Costa Rica News – I guess men do not like unwanted touching either.
It’s not only women who are victims of sexual harassment in public (acoso sexual callejero in Spanish). Twenty-one percent of men in Costa Rica claim to have been victims of unwanted touching in public.
This is revealed in the Second National Survey on Sexual and Reproductive Health (II Encuesta Nacional de Salud Sexual y Salud Reproductiva 2015), released on Monday.
The report reveals that, although women are the main victims, men also suffer from this situation, especially with respect to physical abuse.
For example, 30.7% of the men responding to the survey said they experienced ‘close encounters with uncomfortable frictions to their body‘, while only 23.2% of the women experienced it.

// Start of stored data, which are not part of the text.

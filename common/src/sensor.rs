use chrono::NaiveDateTime;
use tracing::warn;

use crate::types::EntityId;

/// Parses a raw entity state as a temperature. Anything that is not a finite
/// number (`unavailable`, `unknown`, garbage) counts as no reading.
pub fn parse_reading(raw: &str) -> Option<f32> {
    raw.trim()
        .parse::<f32>()
        .ok()
        .filter(|value| value.is_finite())
}

#[derive(Debug, Clone, PartialEq)]
pub struct TemperatureSensor {
    entity_id: EntityId,
    last_value: Option<f32>,
    last_value_time: Option<NaiveDateTime>,
    threshold: f32,
}

impl TemperatureSensor {
    pub fn new(entity_id: EntityId, threshold: f32) -> Self {
        Self {
            entity_id,
            last_value: None,
            last_value_time: None,
            threshold,
        }
    }

    pub fn entity_id(&self) -> &EntityId {
        &self.entity_id
    }

    pub fn value(&self) -> Option<f32> {
        self.last_value
    }

    pub fn last_value_time(&self) -> Option<NaiveDateTime> {
        self.last_value_time
    }

    pub fn threshold(&self) -> f32 {
        self.threshold
    }

    pub fn is_valid(&self) -> bool {
        self.last_value.is_some()
    }

    /// Stores the new reading and reports whether it matters for fusion:
    /// validity flipped, or the value moved by more than the threshold.
    pub fn update(&mut self, raw: Option<&str>, now: NaiveDateTime) -> bool {
        let value = raw.and_then(parse_reading);
        let previous = self.last_value;

        self.last_value = value;
        if value.is_some() {
            self.last_value_time = Some(now);
        }

        match (previous, value) {
            (Some(previous), Some(value)) => (value - previous).abs() > self.threshold,
            (None, None) => false,
            _ => true,
        }
    }
}

/// Outcome of combining a room's sensor readings.
#[derive(Debug, Clone, Copy, PartialEq)]
pub enum Fusion {
    /// Every sensor is valid; their arithmetic mean.
    Mean(f32),
    /// Only some sensors are valid; one of their readings.
    Partial(f32),
    /// No valid sensor; the device's own measurement.
    Fallback(f32),
    Unavailable,
}

impl Fusion {
    pub fn value(self) -> Option<f32> {
        match self {
            Self::Mean(value) | Self::Partial(value) | Self::Fallback(value) => Some(value),
            Self::Unavailable => None,
        }
    }
}

pub fn fuse(room: &str, sensors: &[TemperatureSensor], fallback: Option<f32>) -> Fusion {
    let use_device = || fallback.map_or(Fusion::Unavailable, Fusion::Fallback);

    // Rooms without independent sensors are driven by the device reading.
    if sensors.is_empty() {
        return use_device();
    }

    let valid: Vec<f32> = sensors.iter().filter_map(TemperatureSensor::value).collect();
    match valid.first() {
        None => {
            warn!(room, "no valid temperature sensor, falling back to device reading");
            use_device()
        }
        Some(first) if valid.len() < sensors.len() => {
            warn!(
                room,
                valid = valid.len(),
                total = sensors.len(),
                "some temperature sensors are invalid, using a single reading"
            );
            Fusion::Partial(*first)
        }
        Some(_) => Fusion::Mean(valid.iter().sum::<f32>() / valid.len() as f32),
    }
}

What the report reveals is that street sexual harassment towards women seems to be mainly in words and stares: 56.3% of the women said they had been target of insinuating stares, in contrast to 44.4% for men, while 48.3% of the women said their were on the receiving unwanted behaviors include anything from cat calls and whistles about their body and style of dress, for men it was 37.4%.
When it comes to unwanted touching in public, only 5.54% of the women said they had been touched inappropriately at some point while walking in public.
Sexist jokes affect both genders, 52.3% of men and 50.14% complained.
As to compliments (piropos in Spanish), 48% of the men maintain they have received them, while 68.6% of the women affirm is part life.